Operation Rollback Trump continued at the CFPB. The Bureau followed up the rollbacks I talked about last month by rescinding flexibility that had been provided to financial institutions in the wake of COVID around certain filings and compliance. Next was a rollback of the removal of the ability to pay standard in the payday lending space. Payday lending is a tough landscape and one we would never get into. The consumers it serves have very limited access to credit so the lenders serve a definite need but the combination of the collateral performance, small dollars and short duration makes it hard to structure products that don’t look predatory. I don’t envy the regulators who are trying to protect consumers but also not cut off their access to the little liquidity they can get.

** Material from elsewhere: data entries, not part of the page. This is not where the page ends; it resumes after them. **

//! HTML entity transformer.
//!
//! Tracking payloads embedded in HTML attributes arrive entity-encoded.
//! This codec works on whole buffers: the encoder emits the markup-escaped
//! rendering (plus a variant keeping quotes literal, which many template
//! engines produce), and the decoder resolves every named and numeric
//! entity in one pass. There is no substring extraction.

use async_trait::async_trait;

use super::Transformer;

/// Reversible HTML entity codec (whole-buffer, no substring extraction).
#[derive(Debug, Default)]
pub struct HtmlEntitiesTransformer;

impl HtmlEntitiesTransformer {
    pub fn new() -> Self {
        Self
    }
}

/// Escapes the five markup-significant characters.
fn encode_entities(text: &str) -> String {
    let mut out = String::with_capacity(text.len());
    for c in text.chars() {
        match c {
            '&' => out.push_str("&amp;"),
            '<' => out.push_str("&lt;"),
            '>' => out.push_str("&gt;"),
            '"' => out.push_str("&quot;"),
            '\'' => out.push_str("&apos;"),
            other => out.push(other),
        }
    }
    out
}

#[async_trait]
impl Transformer for HtmlEntitiesTransformer {
    fn id(&self) -> String {
        "html-entities".to_string()
    }

    fn reversible(&self) -> bool {
        true
    }

    fn encodings(&self, value: &[u8]) -> Option<Vec<Vec<u8>>> {
        let Ok(text) = std::str::from_utf8(value) else {
            return Some(Vec::new());
        };

        let encoded = encode_entities(text);
        let mut out = vec![encoded.clone().into_bytes()];
        let quotes_kept = encoded.replace("&quot;", "\"").replace("&apos;", "'");
        if quotes_kept != encoded {
            out.push(quotes_kept.into_bytes());
        }
        Some(out)
    }

    async fn extract_decode(&self, haystack: &[u8], _min_len: usize) -> Option<Vec<Vec<u8>>> {
        let Ok(text) = std::str::from_utf8(haystack) else {
            return Some(Vec::new());
        };

        let decoded = html_escape::decode_html_entities(text);
        Some(vec![decoded.into_owned().into_bytes()])
    }
}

Then the CFPB did something that I forecasted last month, pushing back the implementation of the revamped FDCPA form later this year to early 2022 to ‘give affected parties more time to comply’. Here is another forecast: they will remove certain provisions that have been claimed to be friendly to the debt collection space. Regardless of if you think the FDCPA changes are borrower or collector friendly (truth is they are both depending on which provision you are talking about) ignoring digital communications and not modernizing the FDCPA to reflect the way the world has changed since it was written over 40 years ago seems like it will ultimately harm both consumers and collectors alike in the long-run.
Beyond rolling back Trump initiatives the bureau made lots of ‘suggestions’. Financial institutions and collectors were encouraged to let stimulus checks get to consumers. Mortgage services were told to be flexible with homeowners, per my note above about their concern for the potential increase in foreclosures. That same focus on foreclosures showed up in a proposed rule to create a new pre-foreclosure period which would effectively forestall anybody from losing their home until well into 2022.
There were substantial regulatory developments outside the CFPB. The Senate saw the introduction of a CRA aimed at invalidating the OCC’s True Lender Rule while the ink is still drying on it. This would throw the true lender dynamic back into chaos which could have a substantial impact on sectors of consumer finance that rely heavily on bank partnerships, such as personal loans.
At the highest level of the judiciary SCOTUS finally issued a decision on the autodialer split and it is being viewed widely as a win for those who use them given the narrow definition the court applied to ATDS.
During the pandemic people have had lots of time to take up new hobbies. According to a LendingTree study those hobbies were financed by credit card debt.
Consumer payment hierarchy is something I have been fascinated with going back to my days in credit risk, all lenders should know where they sit in terms of the wallet hierarchy. So I found this data from TransUnion showing the implied relationship between cards and personal loans for borrowers who have both really interesting.
It has been exciting times in student loans. DOE is back in the saddle halting any collections efforts on charged off loans and cancelling 40k loans for disabled borrowers who lacked documentation. The FTC is sending out $50mm to 147k affected University of Phoenix students following the usual for-profit college set of allegations around deceptive marketing. And for those who missed the CEOs of Navi and PHEAA getting a tongue lashing in a highly partisan hearing in front of a totally inappropriate committee (but it is the committee Warren chairs) I’d recommend at least reading the highlights. It makes me so happy we have always run the other direction when it comes to servicing federal student loans, you could not pay me enough (and the job pays very little).